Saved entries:
------------------------
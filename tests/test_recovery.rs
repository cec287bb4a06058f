// SPDX-License-Identifier: MIT
// SPDX-FileCopyrightText: 2025-2026 natyamatsya contributors
//
// Startup against a wedged registry: bounded init, emergency cleanup and
// recovery by the next instance.

mod common;

use std::sync::mpsc;
use std::thread;
use std::time::{Duration, Instant};

use common::{
    detuned_table, test_config, unique_namespace, wait_until, FakeLiveness, RecordingTuning,
};
use mts_relay::names::SharedNames;
use mts_relay::{
    lifecycle, Error, FatalInitError, Instance, IpcMutex, MigrationError, SharedResources, ShmHandle,
    ShmOpenMode,
};

const PATIENCE: Duration = Duration::from_secs(5);

/// Hold the registry lock of `names` from another thread until `release` is
/// signalled, as a deadlocked peer would.
fn wedge_registry(names: &SharedNames) -> (mpsc::Sender<()>, thread::JoinHandle<()>) {
    let lock_name = names.registry_lock();
    let (locked_tx, locked_rx) = mpsc::channel();
    let (release_tx, release_rx) = mpsc::channel::<()>();
    let handle = thread::spawn(move || {
        let mtx = IpcMutex::open(&lock_name).expect("open registry lock");
        assert!(mtx.lock_timeout(Duration::from_secs(1)).expect("lock"));
        locked_tx.send(()).expect("signal");
        let _ = release_rx.recv();
        mtx.unlock().expect("unlock");
    });
    locked_rx.recv().expect("wedge thread");
    (release_tx, handle)
}

#[test]
fn init_times_out_and_resets_shared_state() {
    let ns = unique_namespace("wedged_timeout");
    let names = SharedNames::new(&ns);
    let liveness = FakeLiveness::new();
    let tuning = RecordingTuning::new();

    let (release, wedge) = wedge_registry(&names);

    let config = test_config(&ns, 4001)
        .with_init_timeout(Duration::from_millis(200))
        .with_lock_timeout(Duration::from_secs(3));
    let started = Instant::now();
    let err = Instance::initialize(config, tuning.clone(), liveness.clone())
        .err()
        .expect("startup must time out");
    assert!(started.elapsed() < Duration::from_secs(2), "init was not bounded");
    assert!(matches!(err, FatalInitError::TimedOut { timeout_ms: 200 }));

    // Everything of the namespace was removed while the peer still held it.
    assert!(ShmHandle::acquire(&names.segment(), 1, ShmOpenMode::Open).is_err());
    assert!(!tuning.is_master());

    release.send(()).expect("release");
    wedge.join().expect("wedge thread");

    // The next instance starts from scratch.
    let a = Instance::initialize(test_config(&ns, 4002), tuning.clone(), liveness.clone())
        .expect("initialize after reset");
    assert_eq!(a.get_channel_index(), Some(0));
    assert!(a.is_leader());
}

#[test]
fn lock_timeout_during_init_fails_and_resets() {
    let ns = unique_namespace("wedged_lock");
    let names = SharedNames::new(&ns);
    let liveness = FakeLiveness::new();
    let tuning = RecordingTuning::new();

    let (release, wedge) = wedge_registry(&names);

    let config = test_config(&ns, 4101)
        .with_init_timeout(Duration::from_secs(3))
        .with_lock_timeout(Duration::from_millis(100));
    let instance = Instance::start(config, tuning.clone(), liveness.clone());
    assert!(!instance.get_is_active());
    let message = instance.get_error_message().expect("error message");
    assert!(message.contains("timed out"), "unexpected message: {message}");

    assert!(ShmHandle::acquire(&names.segment(), 1, ShmOpenMode::Open).is_err());

    release.send(()).expect("release");
    wedge.join().expect("wedge thread");

    // Inactive instances answer every call without touching shared state.
    assert_eq!(instance.get_channel_index(), None);
    assert!(!instance.is_leader());
    assert!(matches!(instance.change_channel(3), Err(MigrationError::Inactive)));
    assert!(instance
        .get_channels_notes(&[0usize].into_iter().collect())
        .expect("notes")
        .is_empty());
}

#[test]
fn direct_failure_reports_deadlock_suspect() {
    let ns = unique_namespace("wedged_direct");
    let names = SharedNames::new(&ns);
    let liveness = FakeLiveness::new();

    let (release, wedge) = wedge_registry(&names);
    let config = test_config(&ns, 4201).with_lock_timeout(Duration::from_millis(50));
    let err = Instance::initialize(config, RecordingTuning::new(), liveness)
        .err()
        .expect("must fail");
    match err {
        FatalInitError::Failed(e @ Error::DeadlockSuspected { .. }) => {
            assert!(e.is_corruption_suspect());
            assert!(e.to_string().contains(&names.registry_lock()));
        }
        other => panic!("unexpected error: {other}"),
    }
    release.send(()).expect("release");
    wedge.join().expect("wedge thread");
}

#[test]
fn migration_lock_timeout_deactivates_and_hands_over_leadership() {
    let ns = unique_namespace("wedged_migration");
    let names = SharedNames::new(&ns);
    let liveness = FakeLiveness::new();
    let tuning = RecordingTuning::new();

    let a = Instance::initialize(test_config(&ns, 4401), tuning.clone(), liveness.clone())
        .expect("initialize a");
    let b = Instance::initialize(test_config(&ns, 4402), tuning.clone(), liveness.clone())
        .expect("initialize b");
    assert!(a.is_leader());
    assert!(!b.is_leader());

    let (release, wedge) = wedge_registry(&names);
    let err = a.change_channel(5).expect_err("migration must fail");
    assert!(matches!(
        err,
        MigrationError::Deactivated(Error::DeadlockSuspected { .. })
    ));
    assert!(!a.get_is_active());
    assert!(!a.is_leader());
    assert_eq!(a.get_channel_index(), None);
    let message = a.get_error_message().expect("error message");
    assert!(message.contains("timed out"), "unexpected message: {message}");
    assert!(!tuning.is_master());
    assert!(matches!(a.change_channel(6), Err(MigrationError::Inactive)));

    release.send(()).expect("release");
    wedge.join().expect("wedge thread");

    // Once the lock frees up the old leader gives its slot back and the
    // client takes over.
    assert!(wait_until(PATIENCE, || b.is_leader()));
    assert!(tuning.is_master());
    let shared = SharedResources::open(&test_config(&ns, 4402)).expect("open");
    let snap = shared.registry_snapshot().expect("snapshot");
    assert_eq!(snap.leader, Some(1));
    assert!(!snap.slots[0].occupied);
    assert!(!snap.slots[5].occupied);

    let table = detuned_table(-9.0);
    b.update_freqs(&table).expect("update_freqs");
    assert!(wait_until(PATIENCE, || tuning.tables_for(1).contains(&table)));

    // The deactivated instance no longer writes anything.
    a.update_freqs(&detuned_table(4.0)).expect("inactive update");
    assert_eq!(shared.tuning_snapshot(0).expect("tuning").frequencies, mts_relay::equal_temperament());
}

#[test]
fn emergency_cleanup_orphans_running_instances() {
    let ns = unique_namespace("orphaned");
    let names = SharedNames::new(&ns);
    let liveness = FakeLiveness::new();
    let tuning = RecordingTuning::new();

    let a = Instance::initialize(test_config(&ns, 4301), tuning.clone(), liveness.clone())
        .expect("initialize a");
    assert!(lifecycle::emergency_cleanup(&names) > 0);

    // The old instance keeps working on its orphaned objects...
    a.update_freqs(&detuned_table(3.0)).expect("orphan write");
    assert!(a.get_is_active());

    // ...while a newcomer builds a fresh registry and leads it.
    let b = Instance::initialize(test_config(&ns, 4302), tuning.clone(), liveness.clone())
        .expect("initialize b");
    assert_eq!(b.get_channel_index(), Some(0));
    assert!(b.is_leader());

    // The orphan exiting last in its own registry leaves the new one alone.
    drop(a);
    let shared = SharedResources::open(&test_config(&ns, 4302)).expect("open");
    assert!(shared.is_current());
    let snap = shared.registry_snapshot().expect("snapshot");
    assert_eq!(snap.occupied_count(), 1);
    assert_eq!(snap.leader, Some(0));
    assert!(!snap.retired);
}

#[test]
fn emergency_cleanup_of_unused_namespace_removes_nothing() {
    let names = SharedNames::new(&unique_namespace("never_used"));
    assert_eq!(lifecycle::emergency_cleanup(&names), 0);
}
------------------------
[The problem]
Print each entry exactly as it appears above.

[The completed task]
filename tests/test_recovery.rs
repository cec287bb4a06058f
// SPDX-License-Identifier: MIT
// SPDX-FileCopyrightText: 2025-2026 natyamatsya contributors
//
// Startup against a wedged registry: bounded init, emergency cleanup and
// recovery by the next instance.

mod common;

use std::sync::mpsc;
use std::thread;
use std::time::{Duration, Instant};

use common::{
    detuned_table, test_config, unique_namespace, wait_until, FakeLiveness, RecordingTuning,
};
use mts_relay::names::SharedNames;
use mts_relay::{
    lifecycle, Error, FatalInitError, Instance, IpcMutex, MigrationError, SharedResources, ShmHandle,
    ShmOpenMode,
};

const PATIENCE: Duration = Duration::from_secs(5);

/// Hold the registry lock of `names` from another thread until `release` is
/// signalled, as a deadlocked peer would.
fn wedge_registry(names: &SharedNames) -> (mpsc::Sender<()>, thread::JoinHandle<()>) {
    let lock_name = names.registry_lock();
    let (locked_tx, locked_rx) = mpsc::channel();
    let (release_tx, release_rx) = mpsc::channel::<()>();
    let handle = thread::spawn(move || {
        let mtx = IpcMutex::open(&lock_name).expect("open registry lock");
        assert!(mtx.lock_timeout(Duration::from_secs(1)).expect("lock"));
        locked_tx.send(()).expect("signal");
        let _ = release_rx.recv();
        mtx.unlock().expect("unlock");
    });
    locked_rx.recv().expect("wedge thread");
    (release_tx, handle)
}

#[test]
fn init_times_out_and_resets_shared_state() {
    let ns = unique_namespace("wedged_timeout");
    let names = SharedNames::new(&ns);
    let liveness = FakeLiveness::new();
    let tuning = RecordingTuning::new();

    let (release, wedge) = wedge_registry(&names);

    let config = test_config(&ns, 4001)
        .with_init_timeout(Duration::from_millis(200))
        .with_lock_timeout(Duration::from_secs(3));
    let started = Instant::now();
    let err = Instance::initialize(config, tuning.clone(), liveness.clone())
        .err()
        .expect("startup must time out");
    assert!(started.elapsed() < Duration::from_secs(2), "init was not bounded");
    assert!(matches!(err, FatalInitError::TimedOut { timeout_ms: 200 }));

    // Everything of the namespace was removed while the peer still held it.
    assert!(ShmHandle::acquire(&names.segment(), 1, ShmOpenMode::Open).is_err());
    assert!(!tuning.is_master());

    release.send(()).expect("release");
    wedge.join().expect("wedge thread");

    // The next instance starts from scratch.
    let a = Instance::initialize(test_config(&ns, 4002), tuning.clone(), liveness.clone())
        .expect("initialize after reset");
    assert_eq!(a.get_channel_index(), Some(0));
    assert!(a.is_leader());
}

#[test]
fn lock_timeout_during_init_fails_and_resets() {
    let ns = unique_namespace("wedged_lock");
    let names = SharedNames::new(&ns);
    let liveness = FakeLiveness::new();
    let tuning = RecordingTuning::new();

    let (release, wedge) = wedge_registry(&names);

    let config = test_config(&ns, 4101)
        .with_init_timeout(Duration::from_secs(3))
        .with_lock_timeout(Duration::from_millis(100));
    let instance = Instance::start(config, tuning.clone(), liveness.clone());
    assert!(!instance.get_is_active());
    let message = instance.get_error_message().expect("error message");
    assert!(message.contains("timed out"), "unexpected message: {message}");

    assert!(ShmHandle::acquire(&names.segment(), 1, ShmOpenMode::Open).is_err());

    release.send(()).expect("release");
    wedge.join().expect("wedge thread");

    // Inactive instances answer every call without touching shared state.
    assert_eq!(instance.get_channel_index(), None);
    assert!(!instance.is_leader());
    assert!(matches!(instance.change_channel(3), Err(MigrationError::Inactive)));
    assert!(instance
        .get_channels_notes(&[0usize].into_iter().collect())
        .expect("notes")
        .is_empty());
}

#[test]
fn direct_failure_reports_deadlock_suspect() {
    let ns = unique_namespace("wedged_direct");
    let names = SharedNames::new(&ns);
    let liveness = FakeLiveness::new();

    let (release, wedge) = wedge_registry(&names);
    let config = test_config(&ns, 4201).with_lock_timeout(Duration::from_millis(50));
    let err = Instance::initialize(config, RecordingTuning::new(), liveness)
        .err()
        .expect("must fail");
    match err {
        FatalInitError::Failed(e @ Error::DeadlockSuspected { .. }) => {
            assert!(e.is_corruption_suspect());
            assert!(e.to_string().contains(&names.registry_lock()));
        }
        other => panic!("unexpected error: {other}"),
    }
    release.send(()).expect("release");
    wedge.join().expect("wedge thread");
}

#[test]
fn migration_lock_timeout_deactivates_and_hands_over_leadership() {
    let ns = unique_namespace("wedged_migration");
    let names = SharedNames::new(&ns);
    let liveness = FakeLiveness::new();
    let tuning = RecordingTuning::new();

    let a = Instance::initialize(test_config(&ns, 4401), tuning.clone(), liveness.clone())
        .expect("initialize a");
    let b = Instance::initialize(test_config(&ns, 4402), tuning.clone(), liveness.clone())
        .expect("initialize b");
    assert!(a.is_leader());
    assert!(!b.is_leader());

    let (release, wedge) = wedge_registry(&names);
    let err = a.change_channel(5).expect_err("migration must fail");
    assert!(matches!(
        err,
        MigrationError::Deactivated(Error::DeadlockSuspected { .. })
    ));
    assert!(!a.get_is_active());
    assert!(!a.is_leader());
    assert_eq!(a.get_channel_index(), None);
    let message = a.get_error_message().expect("error message");
    assert!(message.contains("timed out"), "unexpected message: {message}");
    assert!(!tuning.is_master());
    assert!(matches!(a.change_channel(6), Err(MigrationError::Inactive)));

    release.send(()).expect("release");
    wedge.join().expect("wedge thread");

    // Once the lock frees up the old leader gives its slot back and the
    // client takes over.
    assert!(wait_until(PATIENCE, || b.is_leader()));
    assert!(tuning.is_master());
    let shared = SharedResources::open(&test_config(&ns, 4402)).expect("open");
    let snap = shared.registry_snapshot().expect("snapshot");
    assert_eq!(snap.leader, Some(1));
    assert!(!snap.slots[0].occupied);
    assert!(!snap.slots[5].occupied);

    let table = detuned_table(-9.0);
    b.update_freqs(&table).expect("update_freqs");
    assert!(wait_until(PATIENCE, || tuning.tables_for(1).contains(&table)));

    // The deactivated instance no longer writes anything.
    a.update_freqs(&detuned_table(4.0)).expect("inactive update");
    assert_eq!(shared.tuning_snapshot(0).expect("tuning").frequencies, mts_relay::equal_temperament());
}

#[test]
fn emergency_cleanup_orphans_running_instances() {
    let ns = unique_namespace("orphaned");
    let names = SharedNames::new(&ns);
    let liveness = FakeLiveness::new();
    let tuning = RecordingTuning::new();

    let a = Instance::initialize(test_config(&ns, 4301), tuning.clone(), liveness.clone())
        .expect("initialize a");
    assert!(lifecycle::emergency_cleanup(&names) > 0);

    // The old instance keeps working on its orphaned objects...
    a.update_freqs(&detuned_table(3.0)).expect("orphan write");
    assert!(a.get_is_active());

    // ...while a newcomer builds a fresh registry and leads it.
    let b = Instance::initialize(test_config(&ns, 4302), tuning.clone(), liveness.clone())
        .expect("initialize b");
    assert_eq!(b.get_channel_index(), Some(0));
    assert!(b.is_leader());

    // The orphan exiting last in its own registry leaves the new one alone.
    drop(a);
    let shared = SharedResources::open(&test_config(&ns, 4302)).expect("open");
    assert!(shared.is_current());
    let snap = shared.registry_snapshot().expect("snapshot");
    assert_eq!(snap.occupied_count(), 1);
    assert_eq!(snap.leader, Some(0));
    assert!(!snap.retired);
}

#[test]
fn emergency_cleanup_of_unused_namespace_removes_nothing() {
    let names = SharedNames::new(&unique_namespace("never_used"));
    assert_eq!(lifecycle::emergency_cleanup(&names), 0);
}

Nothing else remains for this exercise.